TASK REQUIREMENTS – From the data that follows, print exactly the lines starting at the one containing "[Nombre del Vicepresidente]</li>" and ending at the one containing "#[derive(Debug, Clone, PartialEq)]"; include both of them and nothing more.

ENTRIES SUPPLIED –
use thiserror::Error;

/// Why a single attempt failed.
#[derive(Error, Debug, Clone, PartialEq, Eq)]
pub enum FetchError {
    #[error("Network error: {0}")]
    Network(String),

    #[error("Timed out after {0} ms")]
    Timeout(u64),

    #[error("HTTP {status}: {reason}")]
    Status { status: u16, reason: String },

    #[error("Invalid JSON: {0}")]
    Parse(String),
}

/// Maximum length for response bodies quoted in error messages
const MAX_ERROR_BODY_LENGTH: usize = 200;

impl FetchError {
    fn truncate_body(body: &str) -> String {
        if body.len() <= MAX_ERROR_BODY_LENGTH {
            body.to_string()
        } else {
            let cut: String = body.chars().take(MAX_ERROR_BODY_LENGTH).collect();
            format!("{}... (truncated, {} total bytes)", cut, body.len())
        }
    }

    pub fn from_status(status: reqwest::StatusCode, body: &str) -> Self {
        let reason = status.canonical_reason().unwrap_or("Unknown status");
        let reason = if body.trim().is_empty() {
            reason.to_string()
        } else {
            format!("{} ({})", reason, Self::truncate_body(body.trim()))
        };
        FetchError::Status {
            status: status.as_u16(),
            reason,
        }
    }

    pub fn is_timeout(&self) -> bool {
        matches!(self, FetchError::Timeout(_))
    }
}

impl From<reqwest::Error> for FetchError {
    fn from(err: reqwest::Error) -> Self {
        // Attempt timeouts are enforced by the loader, which reports the
        // configured duration; a client-side timeout is a transport failure.
        if err.is_decode() {
            FetchError::Parse(err.to_string())
        } else {
            FetchError::Network(err.to_string())
        }
    }
}

impl From<serde_json::Error> for FetchError {
    fn from(err: serde_json::Error) -> Self {
        FetchError::Parse(err.to_string())
    }
}

/// A load that failed on every attempt.
#[derive(Error, Debug, Clone, PartialEq, Eq)]
#[error("could not load data from {resource}")]
pub struct LoadError {
    pub resource: String,
    #[source]
    pub cause: FetchError,
}
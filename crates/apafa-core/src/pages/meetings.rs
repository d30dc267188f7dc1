//! Meetings page: attendance figures and one card per meeting.

use tracing::error;

use super::{page_error_alert, LoadPolicy, MAIN_CONTENT};
use crate::document::{show_loading, update_element, update_text, Document, DEFAULT_FALLBACK};
use crate::loader::{DataLoader, Fetcher};
use crate::models::{resources, Meetings};
use crate::utils::{escape_html, format_weekday_date};

const NO_MEETINGS_HTML: &str = r#"
      <div class="col-12">
        <div class="card card-modern border-0 shadow-sm">
          <div class="card-body text-center py-5">
            <i class="bi bi-calendar-x text-muted" style="font-size: 3rem;"></i>
            <h5 class="text-muted mt-3">No hay reuniones programadas</h5>
            <p class="text-muted">Las reuniones aparecerán aquí cuando sean programadas por el comité.</p>
          </div>
        </div>
      </div>
    "#;

pub fn render_stats<D: Document + ?Sized>(doc: &mut D, meetings: &Meetings) {
    update_text(doc, "#total-reuniones", &meetings.meetings.len().to_string(), DEFAULT_FALLBACK);
    update_text(doc, "#promedio-asistencia", &meetings.average_attendance().to_string(), DEFAULT_FALLBACK);
}

pub fn render_list<D: Document + ?Sized>(doc: &mut D, meetings: &Meetings) {
    if meetings.meetings.is_empty() {
        update_element(doc, "#lista-reuniones", NO_MEETINGS_HTML, DEFAULT_FALLBACK);
        return;
    }

    let html: String = meetings
        .meetings
        .iter()
        .map(|meeting| {
            format!(
                r#"
      <div class="col-md-6 mb-4">
        <div class="card card-modern border-0 shadow-sm h-100">
          <div class="card-header bg-primary-institution text-white">
            <div class="d-flex align-items-center">
              <div class="bg-white bg-opacity-20 rounded-circle p-2 me-3">
                <i class="bi bi-calendar-event-fill fs-5"></i>
              </div>
              <div>
                <h6 class="mb-0 fw-bold">{}</h6>
                <small class="opacity-75">
                  <i class="bi bi-clock me-1"></i>{} - {}
                </small>
              </div>
            </div>
          </div>
          <div class="card-body">
            <p class="card-text text-muted mb-3">{}</p>

            <div class="row text-center">
              <div class="col-6">
                <div class="bg-success bg-opacity-10 p-2 rounded">
                  <div class="h5 text-success mb-0">{}</div>
                  <small class="text-muted">Asistieron</small>
                </div>
              </div>
              <div class="col-6">
                <div class="bg-info bg-opacity-10 p-2 rounded">
                  <div class="h5 text-info mb-0">{}</div>
                  <small class="text-muted">Total Padres</small>
                </div>
              </div>
            </div>
          </div>
        </div>
      </div>
    "#,
                escape_html(&meeting.title),
                escape_html(&format_weekday_date(&meeting.date)),
                escape_html(&meeting.time),
                escape_html(&meeting.reason),
                meeting.attendees,
                meeting.total_parents
            )
        })
        .collect();

    update_element(doc, "#lista-reuniones", &html, DEFAULT_FALLBACK);
}

pub fn render<D: Document + ?Sized>(doc: &mut D, meetings: &Meetings) {
    render_stats(doc, meetings);
    render_list(doc, meetings);
}

/// Render the meetings page; a failed load replaces the main content with an alert.
pub async fn render_page<F, D>(loader: &DataLoader<F>, doc: &mut D, policy: LoadPolicy) -> bool
where
    F: Fetcher,
    D: Document + ?Sized,
{
    let has_container = doc.contains(MAIN_CONTENT);
    if has_container {
        show_loading(doc, MAIN_CONTENT, "Cargando reuniones...");
    }

    match policy.load(loader, resources::MEETINGS, Meetings::fallback()).await {
        Ok(meetings) => {
            if has_container {
                doc.reset(MAIN_CONTENT);
            }
            render(doc, &meetings);
            true
        }
        Err(e) => {
            error!(error = %e, "Could not load meetings");
            update_element(
                doc,
                MAIN_CONTENT,
                &page_error_alert("Error al cargar la información de reuniones"),
                DEFAULT_FALLBACK,
            );
            false
        }
    }
}
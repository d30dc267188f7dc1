//! Render pipelines, one per site page.
//!
//! Each page loads its resources concurrently through a shared `DataLoader`,
//! then fills its template through the `Document` helpers. How a missing
//! resource is handled is decided by `LoadPolicy`.

pub mod dashboard;
pub mod meetings;
pub mod notifications;
pub mod parents;

use std::fmt;
use std::str::FromStr;

use chrono::{Local, NaiveDate, NaiveDateTime};
use serde::de::DeserializeOwned;
use thiserror::Error;

use crate::document::Document;
use crate::loader::{DataLoader, Fetcher, LoadError};

/// Selector of the element holding each page's main content
pub const MAIN_CONTENT: &str = "#main-content";

#[derive(Error, Debug)]
pub enum RenderError {
    #[error("Element not found: {0}")]
    MissingElement(String),

    #[error(transparent)]
    Load(#[from] LoadError),
}

/// How page resources that fail to load are handled.
#[derive(Debug, Clone, Copy, Default, PartialEq, Eq)]
pub enum LoadPolicy {
    /// Substitute each resource's placeholder data and always render
    #[default]
    Fallback,
    /// Abandon the page and show the error panel if any resource fails
    Strict,
}

impl LoadPolicy {
    pub(crate) async fn load<F: Fetcher, T: DeserializeOwned>(
        self,
        loader: &DataLoader<F>,
        name: &str,
        fallback: T,
    ) -> Result<T, LoadError> {
        match self {
            LoadPolicy::Fallback => Ok(loader.load_with_fallback(name, fallback).await),
            LoadPolicy::Strict => loader.load_as(name).await,
        }
    }
}

/// Clock readings used by date-dependent rendering
#[derive(Debug, Clone, Copy, PartialEq, Eq)]
pub struct RenderContext {
    pub today: NaiveDate,
    pub now: NaiveDateTime,
}

impl RenderContext {
    pub fn current() -> Self {
        let now = Local::now().naive_local();
        Self {
            today: now.date(),
            now,
        }
    }

    pub fn at(now: NaiveDateTime) -> Self {
        Self {
            today: now.date(),
            now,
        }
    }
}

#[derive(Debug, Clone, Copy, PartialEq, Eq, Hash)]
pub enum Page {
    Index,
    Parents,
    Notifications,
    Meetings,
}

impl Page {
    pub const ALL: [Page; 4] = [Page::Index, Page::Parents, Page::Notifications, Page::Meetings];

    pub fn name(&self) -> &'static str {
        match self {
            Page::Index => "index",
            Page::Parents => "padres",
            Page::Notifications => "notificaciones",
            Page::Meetings => "reuniones",
        }
    }

    /// File name of the page's template and of the rendered output
    pub fn file_name(&self) -> String {
        format!("{}.html", self.name())
    }

    /// Load the page's resources and render them into `doc`.
    /// Returns false when the page fell back to its error state.
    pub async fn render<F, D>(
        &self,
        loader: &DataLoader<F>,
        doc: &mut D,
        ctx: &RenderContext,
        policy: LoadPolicy,
    ) -> bool
    where
        F: Fetcher,
        D: Document + ?Sized,
    {
        match self {
            Page::Index => dashboard::render_page(loader, doc, ctx, policy).await,
            Page::Parents => parents::render_page(loader, doc, ctx, policy).await,
            Page::Notifications => notifications::render_page(loader, doc, policy).await,
            Page::Meetings => meetings::render_page(loader, doc, policy).await,
        }
    }
}

impl fmt::Display for Page {
    fn fmt(&self, f: &mut fmt::Formatter<'_>) -> fmt::Result {
        f.write_str(self.name())
    }
}

impl FromStr for Page {
    type Err = String;

    fn from_str(s: &str) -> Result<Self, Self::Err> {
        Page::ALL
            .into_iter()
            .find(|p| p.name() == s)
            .ok_or_else(|| format!("unknown page: {}", s))
    }
}

/// Fail with `MissingElement` unless the document has `selector`
pub(crate) fn require<D: Document + ?Sized>(doc: &D, selector: &str) -> Result<(), RenderError> {
    if doc.contains(selector) {
        Ok(())
    } else {
        Err(RenderError::MissingElement(selector.to_string()))
    }
}

/// Alert that replaces a page's main content when it cannot be shown
pub(crate) fn page_error_alert(title: &str) -> String {
    format!(
        r#"
        <div class="alert alert-danger text-center mt-4" role="alert">
          <i class="bi bi-exclamation-triangle-fill me-2"></i>
          <strong>{}</strong><br>
          <small>Por favor, recarga la página o contacta al administrador</small>
        </div>
      "#,
        crate::utils::escape_html(title)
    )
}


#[cfg(test)]
mod tests {
    use super::*;

    #[test]
    fn test_page_names_round_trip() {
        for page in Page::ALL {
            assert_eq!(page.name().parse::<Page>().unwrap(), page);
        }
        assert_eq!(Page::Parents.file_name(), "padres.html");
        assert!("inicio".parse::<Page>().is_err());
    }
}
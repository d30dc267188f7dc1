use serde::{Deserialize, Serialize};

use super::lenient;

/// The association's committee (`comite_apafa`).
#[derive(Debug, Clone, Default, PartialEq, Serialize, Deserialize)]
#[serde(default)]
pub struct Committee {
    #[serde(rename = "miembros", deserialize_with = "lenient::list")]
    pub members: Vec<CommitteeMember>,
    /// President, vice president, secretary, treasurer
    #[serde(rename = "directivos", deserialize_with = "lenient::list")]
    pub officers: Vec<CommitteeMember>,
    #[serde(rename = "vocales", deserialize_with = "lenient::list")]
    pub board_members: Vec<CommitteeMember>,
    #[serde(rename = "colaboradores", deserialize_with = "lenient::list")]
    pub collaborators: Vec<CommitteeMember>,
}

#[derive(Debug, Clone, Default, PartialEq, Serialize, Deserialize)]
#[serde(default)]
pub struct CommitteeMember {
    #[serde(
        rename = "cargo",
        skip_serializing_if = "Option::is_none",
        deserialize_with = "lenient::opt_text"
    )]
    pub position: Option<String>,
    #[serde(rename = "nombre_completo", deserialize_with = "lenient::text")]
    pub full_name: String,
}

impl CommitteeMember {
    pub fn position_or<'a>(&'a self, default: &'a str) -> &'a str {
        self.position.as_deref().filter(|p| !p.is_empty()).unwrap_or(default)
    }
}
//! Render pages from their templates into the output directory.

use std::path::{Path, PathBuf};

use anyhow::{bail, Context, Result};
use apafa_core::{DataLoader, Fetcher, LoadPolicy, Page, RenderContext, SlotDocument};
use tracing::{info, warn};

/// Outcome of rendering one page
#[derive(Debug)]
pub struct Rendered {
    pub page: Page,
    pub path: PathBuf,
    /// False when the page was written in its error state
    pub ok: bool,
}

/// Render `pages` concurrently over one shared loader.
/// Fails if any page could not be written or ended in its error state.
pub async fn run<F: Fetcher>(
    loader: &DataLoader<F>,
    pages: &[Page],
    templates: &Path,
    out: &Path,
    ctx: &RenderContext,
    policy: LoadPolicy,
) -> Result<Vec<Rendered>> {
    tokio::fs::create_dir_all(out)
        .await
        .with_context(|| format!("Failed to create output directory: {}", out.display()))?;

    let futures = pages
        .iter()
        .map(|page| render_one(loader, *page, templates, out, ctx, policy));
    let results = futures::future::join_all(futures).await;

    let rendered = results.into_iter().collect::<Result<Vec<_>>>()?;
    let failed: Vec<String> = rendered
        .iter()
        .filter(|r| !r.ok)
        .map(|r| r.page.to_string())
        .collect();
    if !failed.is_empty() {
        bail!("Pages rendered with errors: {}", failed.join(", "));
    }
    Ok(rendered)
}

async fn render_one<F: Fetcher>(
    loader: &DataLoader<F>,
    page: Page,
    templates: &Path,
    out: &Path,
    ctx: &RenderContext,
    policy: LoadPolicy,
) -> Result<Rendered> {
    let template_path = templates.join(page.file_name());
    let template = tokio::fs::read_to_string(&template_path)
        .await
        .with_context(|| format!("Failed to read template: {}", template_path.display()))?;
    let mut doc = SlotDocument::parse(&template)
        .with_context(|| format!("Invalid template: {}", template_path.display()))?;

    let ok = page.render(loader, &mut doc, ctx, policy).await;

    let path = out.join(page.file_name());
    tokio::fs::write(&path, doc.render())
        .await
        .with_context(|| format!("Failed to write page: {}", path.display()))?;

    if ok {
        info!(page = %page, path = %path.display(), "Rendered page");
    } else {
        warn!(page = %page, path = %path.display(), "Rendered page in its error state");
    }
    Ok(Rendered { page, path, ok })
}
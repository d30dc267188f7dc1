//! Home page: quick figures, fees, committee and upcoming events.

use tracing::{debug, error};

use super::{require, LoadPolicy, RenderContext, RenderError, MAIN_CONTENT};
use crate::document::{initialize_page, toggle_element, update_element, update_text, Document, DEFAULT_FALLBACK};
use crate::loader::{DataLoader, Fetcher, LoadError};
use crate::models::{resources, Committee, CommitteeMember, Events, FinancialSummary, Notifications, PaymentConcepts, Stats};
use crate::utils::{escape_html, format_currency, format_long_date};

/// At most this many events are shown under "Próximos eventos"
pub const UPCOMING_EVENTS_LIMIT: usize = 3;

const DEFAULT_FEE_HTML: &str = r#"
      <strong>Cuota APAFA 2026-2027:</strong><br>
      <span class="h4 text-accent-institution">S/ 150.00</span>
    "#;

const DEFAULT_CONTRIBUTIONS_HTML: &str = r#"
      <div class="row">
        <div class="col-md-6">
          <strong>Proyecto Biblioteca:</strong> S/ 25.00 (Opcional)<br>
          <small class="text-muted">Para renovación de material educativo</small>
        </div>
        <div class="col-md-6">
          <strong>Actividad Cultural:</strong> S/ 15.00 (Opcional)<br>
          <small class="text-muted">Viaje de estudios y actividades culturales</small>
        </div>
      </div>
    "#;

const NO_CONTRIBUTIONS_HTML: &str = r#"
      <div class="text-center text-muted py-3">
        <i class="bi bi-info-circle me-2"></i>
        No hay contribuciones adicionales disponibles en este momento.
      </div>
    "#;

const DEFAULT_OFFICERS_HTML: &str = r#"
      <li class="mb-2"><i class="bi bi-person-circle me-2 text-primary-institution"></i><strong>Presidente:</strong> [Nombre del Presidente]</li>
      <li class="mb-2"><i class="bi bi-person-circle me-2 text-primary-institution"></i><strong>Vicepresidente:</strong> [Nombre del Vicepresidente]</li>
      <li class="mb-2"><i class="bi bi-person-circle me-2 text-primary-institution"></i><strong>Secretario:</strong> [Nombre del Secretario]</li>
      <li class="mb-2"><i class="bi bi-person-circle me-2 text-primary-institution"></i><strong>Tesorero:</strong> [Nombre del Tesorero]</li>
    "#;

const DEFAULT_BOARD_HTML: &str = r#"
      <li class="mb-2"><i class="bi bi-person-circle me-2 text-accent-institution"></i><strong>Vocal:</strong> [Nombre del Vocal]</li>
      <li class="mb-2"><i class="bi bi-person-circle me-2 text-accent-institution"></i><strong>Vocal:</strong> [Nombre del Vocal]</li>
    "#;

const NO_UPCOMING_EVENTS_HTML: &str = r#"
      <div class="col-12">
        <div class="text-center py-5">
          <i class="bi bi-calendar-x text-muted fs-1 mb-3"></i>
          <h5 class="text-muted">No hay eventos próximos</h5>
          <p class="text-muted">Los próximos eventos aparecerán aquí cuando sean programados.</p>
        </div>
      </div>
    "#;

#[derive(Debug, Clone, PartialEq)]
pub struct DashboardData {
    pub stats: Stats,
    pub finance: FinancialSummary,
    pub concepts: PaymentConcepts,
    pub committee: Committee,
    pub notifications: Notifications,
}

/// Load the home page resources concurrently.
///
/// The notification count is a secondary figure and always falls back to
/// zero, whatever the policy.
pub async fn load<F: Fetcher>(loader: &DataLoader<F>, policy: LoadPolicy) -> Result<DashboardData, LoadError> {
    let (core, notifications) = tokio::join!(
        async {
            tokio::try_join!(
                policy.load(loader, resources::STATS, Stats::dashboard_fallback()),
                policy.load(loader, resources::FINANCIAL_SUMMARY, FinancialSummary::dashboard_fallback()),
                policy.load(loader, resources::PAYMENT_CONCEPTS, PaymentConcepts::default()),
                policy.load(loader, resources::COMMITTEE, Committee::default()),
            )
        },
        loader.load_with_fallback(resources::NOTIFICATIONS, Notifications::default()),
    );
    let (stats, finance, concepts, committee) = core?;

    Ok(DashboardData {
        stats,
        finance,
        concepts,
        committee,
        notifications,
    })
}

pub fn render_quick_stats<D: Document + ?Sized>(doc: &mut D, data: &DashboardData) {
    update_text(doc, "#socios-apafa-count", &data.stats.members.to_string(), DEFAULT_FALLBACK);
    update_text(doc, "#total-recaudado", &format_currency(data.finance.total_collected), DEFAULT_FALLBACK);
    update_text(doc, "#comunicados-activos", &data.notifications.total().to_string(), DEFAULT_FALLBACK);
    update_text(doc, "#monto-pendiente", &format_currency(data.finance.pending()), DEFAULT_FALLBACK);
}

pub fn render_fees<D: Document + ?Sized>(doc: &mut D, concepts: &PaymentConcepts) {
    let html = match concepts.mandatory_fee() {
        Some(fee) => format!(
            r#"
      <strong>{}:</strong><br>
      <span class="h4 text-accent-institution">{}</span>
    "#,
            escape_html(&fee.name),
            format_currency(fee.amount_limit)
        ),
        None => DEFAULT_FEE_HTML.to_string(),
    };
    update_element(doc, "#cuota-obligatoria", &html, DEFAULT_FALLBACK);
}

/// Optional concepts, two per row
pub fn render_additional_contributions<D: Document + ?Sized>(doc: &mut D, concepts: &PaymentConcepts) {
    if concepts.concepts.is_empty() {
        update_element(doc, "#contribuciones-adicionales", DEFAULT_CONTRIBUTIONS_HTML, DEFAULT_FALLBACK);
        return;
    }

    let optional = concepts.optional();
    if optional.is_empty() {
        update_element(doc, "#contribuciones-adicionales", NO_CONTRIBUTIONS_HTML, DEFAULT_FALLBACK);
        return;
    }

    let mut html = String::from(r#"<div class="row">"#);
    for (index, concept) in optional.iter().enumerate() {
        if index > 0 && index % 2 == 0 {
            html.push_str(r#"</div><div class="row mt-3">"#);
        }
        let description = concept
            .description
            .as_deref()
            .filter(|d| !d.is_empty())
            .unwrap_or("Contribución adicional voluntaria");
        html.push_str(&format!(
            r#"
      <div class="col-md-6 mb-3">
        <strong>{}:</strong> {} (Opcional)<br>
        <small class="text-muted">{}</small>
      </div>
    "#,
            escape_html(&concept.name),
            format_currency(concept.amount_limit),
            escape_html(description)
        ));
    }
    html.push_str("</div>");

    update_element(doc, "#contribuciones-adicionales", &html, DEFAULT_FALLBACK);
}

fn member_item(member: &CommitteeMember, default_position: &str, color: &str) -> String {
    format!(
        r#"<li class="mb-2"><i class="bi bi-person-circle me-2 {}"></i><strong>{}:</strong> {}</li>"#,
        color,
        escape_html(member.position_or(default_position)),
        escape_html(&member.full_name)
    )
}

pub fn render_committee<D: Document + ?Sized>(doc: &mut D, committee: &Committee) {
    if committee.officers.is_empty() {
        update_element(doc, "#comite-directivos", DEFAULT_OFFICERS_HTML, DEFAULT_FALLBACK);
        update_element(doc, "#comite-vocales", DEFAULT_BOARD_HTML, DEFAULT_FALLBACK);
        return;
    }

    let officers: String = committee
        .officers
        .iter()
        .map(|m| member_item(m, "Directivo", "text-primary-institution"))
        .collect();
    update_element(doc, "#comite-directivos", &officers, DEFAULT_FALLBACK);

    let mut board: String = committee
        .board_members
        .iter()
        .map(|m| member_item(m, "Vocal", "text-accent-institution"))
        .collect();

    if !committee.collaborators.is_empty() {
        board.push_str(r#"<h6 class="text-accent-institution mb-3 mt-4">Colaboradores</h6><ul class="list-unstyled">"#);
        for collaborator in &committee.collaborators {
            board.push_str(&format!(
                r#"<li class="mb-2"><i class="bi bi-person-circle me-2 text-secondary-institution"></i>{}</li>"#,
                escape_html(&collaborator.full_name)
            ));
        }
        board.push_str("</ul>");
    }

    update_element(doc, "#comite-vocales", &board, DEFAULT_FALLBACK);
}

pub fn render<D: Document + ?Sized>(doc: &mut D, data: &DashboardData) {
    render_quick_stats(doc, data);
    render_fees(doc, &data.concepts);
    render_additional_contributions(doc, &data.concepts);
    render_committee(doc, &data.committee);
    debug!("Dashboard sections rendered");
}

/// Cards for the upcoming events section
pub fn render_upcoming_events<D: Document + ?Sized>(
    doc: &mut D,
    events: &Events,
    ctx: &RenderContext,
) -> Result<(), RenderError> {
    require(doc, "#proximos-eventos-list")?;

    toggle_element(doc, "#proximos-eventos-loading", false);
    toggle_element(doc, "#proximos-eventos-error", false);
    toggle_element(doc, "#proximos-eventos-content", true);

    let upcoming = events.upcoming(ctx.today, UPCOMING_EVENTS_LIMIT);
    if upcoming.is_empty() {
        doc.set_html("#proximos-eventos-list", NO_UPCOMING_EVENTS_HTML);
        return Ok(());
    }

    let html: String = upcoming
        .iter()
        .map(|event| {
            let header_class = if event.important {
                "bg-accent-institution text-secondary-institution"
            } else {
                "bg-primary-institution text-white"
            };
            let (badge_class, badge_text) = event.kind.badge();

            let description = match event.description.as_deref().filter(|d| !d.is_empty()) {
                Some(d) => format!(r#"<p class="card-text small text-muted">{}</p>"#, escape_html(d)),
                None => String::new(),
            };
            let detail = event.detail_line();
            let detail = if detail.is_empty() {
                String::new()
            } else {
                format!(r#"<p class="card-text small text-muted">{}</p>"#, escape_html(&detail))
            };

            format!(
                r#"
      <div class="col-md-4">
        <div class="card card-modern border-0 shadow-sm h-100">
          <div class="card-header {}">
            <h6 class="mb-0">
              <i class="bi bi-calendar-check me-2"></i>{}
            </h6>
          </div>
          <div class="card-body">
            <h6 class="card-title">{}</h6>
            {}
            {}
            <span class="badge {}">{}</span>
          </div>
        </div>
      </div>
    "#,
                header_class,
                escape_html(&format_long_date(&event.date)),
                escape_html(&event.title),
                description,
                detail,
                badge_class,
                badge_text
            )
        })
        .collect();

    doc.set_html("#proximos-eventos-list", &html);
    Ok(())
}

/// Switch the upcoming events section to its error state
pub fn show_upcoming_events_error<D: Document + ?Sized>(doc: &mut D, message: &str) {
    toggle_element(doc, "#proximos-eventos-loading", false);
    toggle_element(doc, "#proximos-eventos-content", false);
    toggle_element(doc, "#proximos-eventos-error", true);
    update_text(doc, "#proximos-eventos-error-message", message, DEFAULT_FALLBACK);
}

/// Render the home page. The upcoming events section is independent: its
/// failure does not affect the rest of the page.
pub async fn render_page<F, D>(loader: &DataLoader<F>, doc: &mut D, ctx: &RenderContext, policy: LoadPolicy) -> bool
where
    F: Fetcher,
    D: Document + ?Sized,
{
    let (dashboard, events) = tokio::join!(
        load(loader, policy),
        policy.load(loader, resources::EVENTS, Events::default()),
    );

    let rendered = initialize_page(doc, MAIN_CONTENT, async move { Ok(dashboard?) }, |doc, data| {
        render(doc, &data);
        Ok(())
    })
    .await;

    let section = match events {
        Ok(events) => render_upcoming_events(doc, &events, ctx),
        Err(e) => Err(e.into()),
    };
    if let Err(e) = section {
        error!(error = %e, "Upcoming events section failed");
        show_upcoming_events_error(doc, &format!("Error al cargar los próximos eventos: {}", e));
    }

    rendered
}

WRITTEN REPLY –
      <li class="mb-2"><i class="bi bi-person-circle me-2 text-primary-institution"></i><strong>Vicepresidente:</strong> [Nombre del Vicepresidente]</li>
      <li class="mb-2"><i class="bi bi-person-circle me-2 text-primary-institution"></i><strong>Secretario:</strong> [Nombre del Secretario]</li>
      <li class="mb-2"><i class="bi bi-person-circle me-2 text-primary-institution"></i><strong>Tesorero:</strong> [Nombre del Tesorero]</li>
    "#;

const DEFAULT_BOARD_HTML: &str = r#"
      <li class="mb-2"><i class="bi bi-person-circle me-2 text-accent-institution"></i><strong>Vocal:</strong> [Nombre del Vocal]</li>
      <li class="mb-2"><i class="bi bi-person-circle me-2 text-accent-institution"></i><strong>Vocal:</strong> [Nombre del Vocal]</li>
    "#;

const NO_UPCOMING_EVENTS_HTML: &str = r#"
      <div class="col-12">
        <div class="text-center py-5">
          <i class="bi bi-calendar-x text-muted fs-1 mb-3"></i>
          <h5 class="text-muted">No hay eventos próximos</h5>
          <p class="text-muted">Los próximos eventos aparecerán aquí cuando sean programados.</p>
        </div>
      </div>
    "#;

#[derive(Debug, Clone, PartialEq)]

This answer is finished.